Православие и современность. Электронная библиотека.-Архимандрит РАФАИЛ (Карелин)-ВЫЗОВ НОВОМОДЕРНИЗМА-© Издательство

Удивительная фраза. Под неполнотой мы понимаем степень и меру, но не качество. Духовный опыт можно дополнить только в том случае, если он однородный, как старцы дополняли своим духовным опытом малый опыт своих учеников (но только при двух условиях: православия и послушания). Здесь же о. Андрей пускает дымовую завесу для того, чтобы скрывать свои мысли под словами, а именно, он хочет незаметно провести свою глубоко неправославную концепцию, что мистический опыт еретиков - это лишь неполный опыт. На самом деле это - глубоко извращенный опыт, опыт соприкосновения с демоническими силами. Ложь - это не оскудение правды, а смертельная схватка с правдой. А затем непонятно, о ком говорит о. Андрей - о православных, которым предлагается искать православия, или о неправославных, которые не должны бояться еретического опыта.

О. Андрей пишет: "Неполнота страшна, если она отрицает Полноту".
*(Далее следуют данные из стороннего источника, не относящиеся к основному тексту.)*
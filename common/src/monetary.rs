//! Monetary types for ratepath.

use rust_decimal::Decimal;
use serde::{Deserialize, Serialize};
use std::fmt;

use crate::error::CurrencyError;

/// Normalized currency code (uppercase ASCII letters, e.g. `USD`).
#[derive(Debug, Clone, PartialEq, Eq, Hash, PartialOrd, Ord, Serialize, Deserialize)]
#[serde(try_from = "String", into = "String")]
pub struct Currency(String);

impl Currency {
    /// Parse and normalize a code from untrusted input.
    ///
    /// Surrounding whitespace is trimmed and letters are uppercased. The
    /// remaining code must be non-empty and purely alphabetic.
    pub fn parse(code: &str) -> Result<Self, CurrencyError> {
        let trimmed = code.trim();
        if trimmed.is_empty() {
            return Err(CurrencyError::EmptyCode);
        }
        if !trimmed.chars().all(|c| c.is_ascii_alphabetic()) {
            return Err(CurrencyError::MalformedCode(code.to_string()));
        }
        Ok(Self(trimmed.to_ascii_uppercase()))
    }

    /// Get the currency code.
    pub fn code(&self) -> &str {
        &self.0
    }

    /// Common currencies
    pub fn usd() -> Self {
        Self::known("USD")
    }

    pub fn eur() -> Self {
        Self::known("EUR")
    }

    pub fn gbp() -> Self {
        Self::known("GBP")
    }

    pub fn jpy() -> Self {
        Self::known("JPY")
    }

    fn known(code: &'static str) -> Self {
        Self(code.to_string())
    }
}

impl fmt::Display for Currency {
    fn fmt(&self, f: &mut fmt::Formatter<'_>) -> fmt::Result {
        write!(f, "{}", self.0)
    }
}

impl std::str::FromStr for Currency {
    type Err = CurrencyError;

    fn from_str(s: &str) -> Result<Self, Self::Err> {
        Self::parse(s)
    }
}

impl TryFrom<String> for Currency {
    type Error = CurrencyError;

    fn try_from(value: String) -> Result<Self, Self::Error> {
        Self::parse(&value)
    }
}

impl From<Currency> for String {
    fn from(currency: Currency) -> Self {
        currency.0
    }
}

/// A directed exchange relation: one unit of `from` buys `rate` units of `to`.
///
/// No reverse edge is implied. The rate is not checked here because rate
/// sources may hand back bad data; graph construction filters it.
#[derive(Debug, Clone, PartialEq, Eq, Hash, Serialize, Deserialize)]
pub struct ExchangeEdge {
    pub from: Currency,
    pub to: Currency,
    pub rate: Decimal,
}

impl ExchangeEdge {
    /// Create a new exchange edge.
    pub fn new(from: Currency, to: Currency, rate: Decimal) -> Self {
        Self { from, to, rate }
    }

    /// Whether the rate is strictly positive.
    pub fn has_valid_rate(&self) -> bool {
        self.rate > Decimal::ZERO
    }

    /// Check if this edge connects `from` to `to`.
    pub fn connects(&self, from: &Currency, to: &Currency) -> bool {
        &self.from == from && &self.to == to
    }
}

impl fmt::Display for ExchangeEdge {
    fn fmt(&self, f: &mut fmt::Formatter<'_>) -> fmt::Result {
        write!(f, "{}->{}@{}", self.from, self.to, self.rate)
    }
}

/// One hop of a conversion with the running amount after the hop.
#[derive(Debug, Clone, PartialEq, Eq, Serialize, Deserialize)]
pub struct ConversionStep {
    pub from: Currency,
    pub to: Currency,
    pub amount: Decimal,
}

impl ConversionStep {
    /// Create a new conversion step.
    pub fn new(from: Currency, to: Currency, amount: Decimal) -> Self {
        Self { from, to, amount }
    }

    /// Step that leaves the amount untouched.
    pub fn identity(currency: Currency, amount: Decimal) -> Self {
        Self {
            from: currency.clone(),
            to: currency,
            amount,
        }
    }
}

impl fmt::Display for ConversionStep {
    fn fmt(&self, f: &mut fmt::Formatter<'_>) -> fmt::Result {
        write!(f, "{} -> {}: {}", self.from, self.to, self.amount)
    }
}

/// Collect the distinct currencies mentioned by `edges`, in first-seen order.
///
/// For each edge the source currency is considered before the destination.
pub fn currencies_of(edges: &[ExchangeEdge]) -> Vec<Currency> {
    let mut seen = std::collections::HashSet::new();
    let mut currencies = Vec::new();

    for edge in edges {
        for currency in [&edge.from, &edge.to] {
            if seen.insert(currency.clone()) {
                currencies.push(currency.clone());
            }
        }
    }

    currencies
}

#[cfg(test)]
mod tests {
    use super::*;
    use rust_decimal_macros::dec;

    #[test]
    fn test_currency_parse_normalizes() {
        assert_eq!(Currency::parse(" usd ").unwrap(), Currency::usd());
        assert_eq!(Currency::parse("eUr").unwrap().code(), "EUR");
    }

    #[test]
    fn test_currency_parse_rejects_bad_codes() {
        assert_eq!(Currency::parse(""), Err(CurrencyError::EmptyCode));
        assert_eq!(Currency::parse("   "), Err(CurrencyError::EmptyCode));
        assert!(matches!(
            Currency::parse("US1"),
            Err(CurrencyError::MalformedCode(_))
        ));
        assert!(matches!(
            Currency::parse("U-SD"),
            Err(CurrencyError::MalformedCode(_))
        ));
    }

    #[test]
    fn test_from_str_validates() {
        assert_eq!("gbp".parse::<Currency>().unwrap(), Currency::gbp());
        assert_eq!("".parse::<Currency>(), Err(CurrencyError::EmptyCode));
        assert!(matches!(
            "U$D".parse::<Currency>(),
            Err(CurrencyError::MalformedCode(_))
        ));
    }

    #[test]
    fn test_edge_deserializes_and_normalizes() {
        let json = r#"{"from": "usd", "to": "EUR", "rate": "0.85"}"#;
        let edge: ExchangeEdge = serde_json::from_str(json).unwrap();

        assert_eq!(edge.from, Currency::usd());
        assert_eq!(edge.to, Currency::eur());
        assert_eq!(edge.rate, dec!(0.85));
    }

    #[test]
    fn test_edge_rejects_malformed_code() {
        let json = r#"{"from": "", "to": "EUR", "rate": "0.85"}"#;
        assert!(serde_json::from_str::<ExchangeEdge>(json).is_err());
    }

    #[test]
    fn test_edge_rate_validity() {
        let ok = ExchangeEdge::new(Currency::usd(), Currency::eur(), dec!(0.85));
        let zero = ExchangeEdge::new(Currency::usd(), Currency::eur(), Decimal::ZERO);
        let negative = ExchangeEdge::new(Currency::usd(), Currency::eur(), dec!(-1));

        assert!(ok.has_valid_rate());
        assert!(!zero.has_valid_rate());
        assert!(!negative.has_valid_rate());
    }

    #[test]
    fn test_currencies_of_dedupes_in_order() {
        let edges = vec![
            ExchangeEdge::new(Currency::usd(), Currency::eur(), dec!(0.85)),
            ExchangeEdge::new(Currency::eur(), Currency::gbp(), dec!(0.9)),
            ExchangeEdge::new(Currency::gbp(), Currency::usd(), dec!(1.3)),
        ];

        assert_eq!(
            currencies_of(&edges),
            vec![Currency::usd(), Currency::eur(), Currency::gbp()]
        );
        assert!(currencies_of(&[]).is_empty());
    }
}
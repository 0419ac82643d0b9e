//! Time utilities and cache timing constants for ratepath.

use chrono::{DateTime, Duration, Utc};
use parking_lot::RwLock;

/// Cache timing constants.
pub mod constants {
    use super::Duration;

    /// Lifetime of the cached currency list (30 seconds).
    pub fn currency_cache_ttl() -> Duration {
        Duration::seconds(30)
    }

    /// Lifetime of the cached exchange edge list (60 seconds).
    pub fn exchange_cache_ttl() -> Duration {
        Duration::seconds(60)
    }
}

/// A timestamp (always UTC).
pub type Timestamp = DateTime<Utc>;

/// Get the current timestamp.
pub fn now() -> Timestamp {
    Utc::now()
}

/// Source of the current time, injectable so expiry can be tested without sleeping.
pub trait Clock: Send + Sync {
    fn now(&self) -> Timestamp;
}

/// Wall clock.
#[derive(Debug, Default, Clone, Copy)]
pub struct SystemClock;

impl Clock for SystemClock {
    fn now(&self) -> Timestamp {
        now()
    }
}

/// Clock that only moves when told to.
#[derive(Debug)]
pub struct ManualClock {
    current: RwLock<Timestamp>,
}

impl ManualClock {
    /// Create a clock frozen at the current wall time.
    pub fn new() -> Self {
        Self::starting_at(now())
    }

    /// Create a clock frozen at `start`.
    pub fn starting_at(start: Timestamp) -> Self {
        Self {
            current: RwLock::new(start),
        }
    }

    /// Move the clock forward.
    pub fn advance(&self, by: Duration) {
        let mut current = self.current.write();
        *current += by;
    }
}

impl Default for ManualClock {
    fn default() -> Self {
        Self::new()
    }
}

impl Clock for ManualClock {
    fn now(&self) -> Timestamp {
        *self.current.read()
    }
}
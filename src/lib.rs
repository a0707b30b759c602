//! Starforge Economy Server Library
//!
//! Core modules for the player-economy backend:
//! - Two-tier storage (LMDB catalog templates + SQLite player data)
//! - Atomic ledger transactions (balances, inventory, marketplace escrow)
//! - Rarity-weighted reward sampling (passive drops + paid gacha pulls)
//! - Recipe-based crafting
//! - HTTP/JSON API endpoints for the game client bridge

pub mod api; // HTTP/JSON API endpoints
pub mod crafting; // Recipe validation + atomic application
pub mod drops; // Damage-gated passive reward engine
pub mod error; // Unified error taxonomy with stable reason codes
pub mod gacha; // Currency-gated pull engine
pub mod metrics; // Server metrics (Prometheus + JSON export)
pub mod reward; // Rarity-weighted categorical sampler
pub mod storage; // Unified data storage (LMDB + SQLite)

// Re-export commonly used types
pub use error::{EconomyError, EconomyResult};
pub use reward::RewardSampler;
pub use storage::catalog::CatalogStore;
pub use storage::ledger::LedgerStore;
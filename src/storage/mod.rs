//! Storage Layer - Unified data access for the economy backend
//!
//! Two-tier storage:
//! - **LMDB**: Static reference data (item catalog, crafting recipes)
//! - **SQLite**: Mutable player state (accounts, inventories, listings,
//!   trade log) -- the single source of truth and sole synchronization point
//!
//! ## Architecture
//! ```text
//! [API Handlers / Engines]
//!       ↓
//! ┌─────────────────┬──────────────┐
//! │ CatalogStore    │ LedgerStore  │
//! │ (templates)     │ (player data)│
//! └─────────────────┴──────────────┘
//! ```

pub mod catalog;
pub mod ledger;
pub mod migrations;
pub mod seed_data;

use std::sync::Arc;
use tracing::info;

use self::catalog::CatalogStore;
use self::ledger::LedgerStore;
use crate::error::EconomyResult;

/// Initialize the complete storage layer
///
/// Creates the LMDB catalog store (seeded) and the SQLite ledger store
/// (migrated), returning both behind `Arc`.
pub async fn init_storage(
    lmdb_path: &str,
    lmdb_max_size: usize,
    database_url: &str,
    max_connections: u32,
    fee_rate: f64,
) -> EconomyResult<(Arc<CatalogStore>, Arc<LedgerStore>)> {
    let catalog = Arc::new(CatalogStore::new(lmdb_path, lmdb_max_size)?);
    seed_data::seed_all(&catalog)?;
    info!("LMDB catalog store initialized and seeded");

    let ledger = Arc::new(LedgerStore::new(database_url, max_connections, fee_rate).await?);
    info!("SQLite ledger store initialized");

    Ok((catalog, ledger))
}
Но ведь всякая секта и ересь живет отрицанием полноты, иначе она должна была слиться с мистической полнотой. Где о. Андрей видел, чтобы сектант исповедовал свою ущербность и желал бы восполнить ее учением и таинствами Церкви? Сектант и раскольник гордятся своим грехом отчуждения от Церкви, они стараются представить этот грех как истину, утерянную Церковью. В угоду своей концепции о. Андрей хочет, чтобы мы поверили, что сектанты - это ученики начальной школы, которые хотят, чтобы мы воспитывали и учили их. На каких экуменических ассамблеях он встречался с такими смиренными сектантами?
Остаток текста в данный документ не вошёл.